Il contesto
Una catena di 14 palestre distribuite tra Lazio, Umbria, Marche e Toscana settentrionale. Format urbano, ciascuna sede tra 800 e 1.500 mq, area cardio-pesi più sala corsi, spogliatoi con docce comuni tipicamente 6-12 erogatori per spogliatoio. Acqua calda sanitaria gestita con caldaie a condensazione di taglia variabile e bollitori ad accumulo da 300-500 litri. Utenza media settimanale per sede: 1.800-3.500 ingressi.
Il problema
La direzione è stata contattata dal medico di famiglia di un cliente abituale ricoverato per polmonite con sospetto eziologico Legionella; il paziente frequentava regolarmente una sede della catena. Pur in assenza di conferma di nesso causale, la direzione ha richiesto un intervento immediato e riservato per:
- verificare in tempi brevissimi la situazione sulla sede coinvolta;
- estendere immediatamente la verifica a tutte le altre 13 sedi, per escludere criticità sistemiche di catena;
- produrre documentazione utilizzabile in sede assicurativa e medico-legale.
L'analisi
Abbiamo attivato una campagna parallela rapida entro 96 ore:
- prelievi su tutte le 14 sedi in 3 giornate consecutive con team dedicati;
- schema standard 4 punti per sede (uscita bollitore, ritorno ricircolo, doccia uomini più utilizzata, doccia donne più utilizzata) per un totale di 56 punti;
- metodo UNI EN ISO 11731:2017 in coltura accreditata;
- qPCR di triage sui 12 punti della sede sospetta e su 12 punti delle 3 sedi più simili per impianto, per fornire alla direzione un primo orientamento entro 48 ore;
- ispezione tecnica caldaie e bollitori, misure di temperatura ACS in mandata e in fine linea.
I risultati
- Sede sospetta: 2 punti positivi, concentrazione massima 1.200 UFC/L (doccia uomini), pneumophila sg1; temperatura ACS al ritorno 42 °C;
- Altre 13 sedi: 9 sedi totalmente negative, 4 sedi con almeno una positività< 500 UFC/L (livello attenzione), nessuna oltre 1.000 UFC/L;
- fattore comune nelle sedi positive: caldaia tarata sotto 55 °C per ottimizzazione consumi energetici, in seguito a recente intervento di efficientamento;
- ispezione: due bollitori con stratificazione termica anomala per dimensionamento errato della pompa di ricircolo.
Le azioni
- Sede sospetta: chiusura immediata docce, shock termico, sostituzione doccette e flessibili, ricontrollo a 7 giorni; comunicazione formale alla ASL e al medico competente, raccolta dichiarazioni testimoniali del personale tecnico; coordinamento con consulenti legali per la documentazione assicurativa.
- Sedi a livello attenzione: bonifica programmata fuori orario di apertura (shock termico + sostituzioni), senza interruzione del servizio.
- SOP gestione caldaie: riformulazione del setpoint a 60 °C in caldaia, ritorno ≥ 55 °C, verifica trimestrale del dimensionamento delle pompe di ricircolo.

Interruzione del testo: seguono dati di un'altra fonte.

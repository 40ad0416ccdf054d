//! Interleaved RGB / RGBA image.

use super::alloc::checked_len;
use super::ImageError;
use crate::color::Rgb;

/// Channel layout of a [`RasterImage`].
#[derive(Debug, Clone, Copy, PartialEq, Eq, Hash)]
pub enum ChannelLayout {
    /// Three samples per pixel: R, G, B
    Rgb,
    /// Four samples per pixel: R, G, B, A
    Rgba,
}

impl ChannelLayout {
    /// Samples per pixel.
    #[inline]
    pub fn channels(self) -> usize {
        match self {
            ChannelLayout::Rgb => 3,
            ChannelLayout::Rgba => 4,
        }
    }

    /// Layout for a channel count, if supported.
    pub fn from_channels(channels: usize) -> Option<Self> {
        match channels {
            3 => Some(ChannelLayout::Rgb),
            4 => Some(ChannelLayout::Rgba),
            _ => None,
        }
    }
}

/// A rectangular 8-bit image, row-major, channels interleaved.
///
/// Construction validates the shape, so every `RasterImage` in circulation
/// has non-zero dimensions and exactly `width * height * channels` samples.
///
/// # Example
///
/// ```
/// use pixel_art::{ChannelLayout, RasterImage};
///
/// let image = RasterImage::new(2, 1, ChannelLayout::Rgba, vec![255, 0, 0, 255, 0, 0, 255, 0])
///     .unwrap();
/// assert!(image.has_alpha());
/// assert_eq!(image.pixel(1, 0), &[0, 0, 255, 0]);
/// ```
#[derive(Debug, Clone, PartialEq, Eq)]
pub struct RasterImage {
    width: u32,
    height: u32,
    layout: ChannelLayout,
    samples: Vec<u8>,
}

impl RasterImage {
    /// Create an image from interleaved samples.
    ///
    /// # Errors
    ///
    /// - [`ImageError::ZeroDimension`] if either dimension is zero
    /// - [`ImageError::SampleCountMismatch`] if `samples` has the wrong length
    /// - [`ImageError::DimensionsOverflow`] if the sample count overflows `usize`
    pub fn new(
        width: u32,
        height: u32,
        layout: ChannelLayout,
        samples: Vec<u8>,
    ) -> Result<Self, ImageError> {
        if width == 0 || height == 0 {
            return Err(ImageError::ZeroDimension { width, height });
        }
        let expected = checked_len(width as usize, height as usize, layout.channels())
            .map_err(|_| ImageError::DimensionsOverflow { width, height })?;
        if samples.len() != expected {
            return Err(ImageError::SampleCountMismatch {
                expected,
                actual: samples.len(),
            });
        }
        Ok(Self {
            width,
            height,
            layout,
            samples,
        })
    }

    /// Create an image from a raw channel count, as reported by a decoder.
    ///
    /// # Errors
    ///
    /// [`ImageError::UnsupportedChannels`] for anything other than 3 or 4,
    /// otherwise as [`RasterImage::new`].
    pub fn from_raw_channels(
        width: u32,
        height: u32,
        channels: usize,
        samples: Vec<u8>,
    ) -> Result<Self, ImageError> {
        let layout =
            ChannelLayout::from_channels(channels).ok_or(ImageError::UnsupportedChannels(channels))?;
        Self::new(width, height, layout, samples)
    }

    /// Assemble an image from a buffer the caller sized itself.
    pub(crate) fn from_parts(
        width: u32,
        height: u32,
        layout: ChannelLayout,
        samples: Vec<u8>,
    ) -> Self {
        debug_assert!(width > 0 && height > 0);
        debug_assert_eq!(
            samples.len(),
            width as usize * height as usize * layout.channels()
        );
        Self {
            width,
            height,
            layout,
            samples,
        }
    }

    /// Uniform image filled with one RGB color.
    pub fn filled_rgb(width: u32, height: u32, color: Rgb) -> Result<Self, ImageError> {
        let count = checked_len(width as usize, height as usize, 1)
            .map_err(|_| ImageError::DimensionsOverflow { width, height })?;
        let samples = color.to_bytes().repeat(count);
        Self::new(width, height, ChannelLayout::Rgb, samples)
    }

    #[inline]
    pub fn width(&self) -> u32 {
        self.width
    }

    #[inline]
    pub fn height(&self) -> u32 {
        self.height
    }

    #[inline]
    pub fn layout(&self) -> ChannelLayout {
        self.layout
    }

    #[inline]
    pub fn channels(&self) -> usize {
        self.layout.channels()
    }

    /// Whether the image carries an alpha channel.
    #[inline]
    pub fn has_alpha(&self) -> bool {
        self.layout == ChannelLayout::Rgba
    }

    /// Number of pixels.
    #[inline]
    pub fn pixel_count(&self) -> usize {
        self.width as usize * self.height as usize
    }

    /// Interleaved samples, row-major.
    #[inline]
    pub fn samples(&self) -> &[u8] {
        &self.samples
    }

    /// Consume the image, returning its sample buffer.
    #[inline]
    pub fn into_samples(self) -> Vec<u8> {
        self.samples
    }

    /// Samples of the pixel at (x, y).
    ///
    /// # Panics
    ///
    /// Panics if the coordinate is outside the image.
    #[inline]
    pub fn pixel(&self, x: u32, y: u32) -> &[u8] {
        assert!(x < self.width && y < self.height, "pixel ({x}, {y}) out of bounds");
        let c = self.channels();
        let start = (y as usize * self.width as usize + x as usize) * c;
        &self.samples[start..start + c]
    }

    /// RGB part of the pixel at (x, y).
    #[inline]
    pub fn rgb_at(&self, x: u32, y: u32) -> Rgb {
        Rgb::from_slice(self.pixel(x, y))
    }

    /// Alpha of the pixel at (x, y); 255 for images without alpha.
    #[inline]
    pub fn alpha_at(&self, x: u32, y: u32) -> u8 {
        if self.has_alpha() {
            self.pixel(x, y)[3]
        } else {
            255
        }
    }
}

#[cfg(test)]
mod tests {
    use super::*;

    #[test]
    fn test_new_validates_dimensions() {
        assert_eq!(
            RasterImage::new(0, 4, ChannelLayout::Rgb, vec![]),
            Err(ImageError::ZeroDimension {
                width: 0,
                height: 4
            })
        );
        assert_eq!(
            RasterImage::new(2, 2, ChannelLayout::Rgb, vec![0; 11]),
            Err(ImageError::SampleCountMismatch {
                expected: 12,
                actual: 11
            })
        );
    }

    #[test]
    fn test_from_raw_channels_rejects_gray() {
        assert_eq!(
            RasterImage::from_raw_channels(1, 1, 1, vec![0]),
            Err(ImageError::UnsupportedChannels(1))
        );
        assert_eq!(
            RasterImage::from_raw_channels(1, 1, 2, vec![0, 0]),
            Err(ImageError::UnsupportedChannels(2))
        );
        let rgba = RasterImage::from_raw_channels(1, 1, 4, vec![1, 2, 3, 4]).unwrap();
        assert_eq!(rgba.layout(), ChannelLayout::Rgba);
    }

    #[test]
    fn test_pixel_access() {
        let image = RasterImage::new(
            2,
            2,
            ChannelLayout::Rgb,
            vec![1, 1, 1, 2, 2, 2, 3, 3, 3, 4, 4, 4],
        )
        .unwrap();
        assert_eq!(image.rgb_at(0, 1), Rgb::new(3, 3, 3));
        assert_eq!(image.rgb_at(1, 1), Rgb::new(4, 4, 4));
        assert_eq!(image.alpha_at(1, 0), 255);
        assert_eq!(image.pixel_count(), 4);
    }

    #[test]
    fn test_filled_rgb() {
        let image = RasterImage::filled_rgb(3, 2, Rgb::new(9, 8, 7)).unwrap();
        assert_eq!(image.samples().len(), 18);
        assert!(image.samples().chunks_exact(3).all(|p| p == [9, 8, 7]));
    }

    #[test]
    #[should_panic(expected = "out of bounds")]
    fn test_pixel_out_of_bounds_panics() {
        let image = RasterImage::filled_rgb(1, 1, Rgb::BLACK).unwrap();
        let _ = image.pixel(1, 0);
    }
}
//! Pipeline failure types.

use std::fmt;

use crate::raster::{AllocError, ImageError};

/// Pipeline stages, in execution order.
#[derive(Debug, Clone, Copy, PartialEq, Eq, Hash)]
pub enum Stage {
    Validate,
    Enhance,
    Extract,
    Pixelate,
    Quantize,
    Composite,
}

impl Stage {
    pub fn as_str(self) -> &'static str {
        match self {
            Stage::Validate => "validate",
            Stage::Enhance => "enhance",
            Stage::Extract => "extract",
            Stage::Pixelate => "pixelate",
            Stage::Quantize => "quantize",
            Stage::Composite => "composite",
        }
    }
}

impl fmt::Display for Stage {
    fn fmt(&self, f: &mut fmt::Formatter<'_>) -> fmt::Result {
        f.write_str(self.as_str())
    }
}

/// A processing parameter outside its documented range.
#[derive(Debug, Clone, PartialEq, thiserror::Error)]
#[error("{field} = {value} is outside {range}")]
pub struct ParameterError {
    /// Parameter name
    pub field: &'static str,
    /// Offending value, formatted
    pub value: String,
    /// Accepted range, formatted
    pub range: String,
}

/// Why the pipeline did not produce an image.
#[derive(Debug, thiserror::Error)]
pub enum PipelineError {
    /// A [`ProcessingParameters`](crate::ProcessingParameters) field is out of range.
    /// Nothing was processed.
    #[error("invalid parameters: {0}")]
    InvalidParameters(#[from] ParameterError),

    /// The image shape is not supported. Nothing was processed.
    #[error("unsupported image: {0}")]
    UnsupportedImage(#[from] ImageError),

    /// A buffer could not be allocated part way through processing.
    #[error("resources exhausted during {stage}: {source}")]
    ResourceExhausted {
        stage: Stage,
        #[source]
        source: AllocError,
    },
}

impl PipelineError {
    /// Stage the failure originated in.
    pub fn stage(&self) -> Stage {
        match self {
            PipelineError::InvalidParameters(_) | PipelineError::UnsupportedImage(_) => {
                Stage::Validate
            }
            PipelineError::ResourceExhausted { stage, .. } => *stage,
        }
    }

    /// `false` when the failure happened before any pixel was touched, so
    /// the caller's source image is known to be usable as is; `true` when
    /// processing had started.
    pub fn work_started(&self) -> bool {
        self.stage() != Stage::Validate
    }

    pub(crate) fn exhausted(stage: Stage) -> impl FnOnce(AllocError) -> Self {
        move |source| PipelineError::ResourceExhausted { stage, source }
    }
}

La SOP è stata estesa a tutte le 14 sedi indipendentemente dall'esito iniziale, e integrata nel manuale tecnico di catena.
- Monitoraggio bimestrale a regime su 4 punti rappresentativi per sede, con dashboard di catena per la direzione operations.
Il follow-up
Nei 6 mesi successivi: zero altri casi clinici riconducibili alle sedi della catena, tutti i ricontrolli bimestrali sotto 100 UFC/L, una sola positività isolata gestita con bonifica puntuale. La compagnia assicurativa, a fronte del piano strutturato e dei dati di monitoraggio bimestrale, ha rinegoziato il premio in riduzione per il rinnovo annuale, riconoscendo l'abbassamento sostanziale del rischio operativo. Il caso clinico iniziale non ha portato a contenzioso, anche grazie alla qualità della documentazione tecnica prodotta.
Cosa imparare da questo caso
- Le caldaie tarate troppo basse per risparmio energetico sono una causa sistemica e in crescita: la sostenibilità non può andare contro la sicurezza microbiologica.
- In strutture a catena, una SOP standard applicata orizzontalmente è il modo più rapido per uniformare il livello di rischio e semplificare la governance.
- Quando esiste un sospetto clinico, la rapidità di intervento (sotto 96 ore) e la qualità della documentazione hanno valore non solo sanitario ma anche assicurativo e legale.
- La trasparenza con ASL e medico competente, gestita sin dalle prime ore con dati tecnici solidi, è quasi sempre la strategia migliore.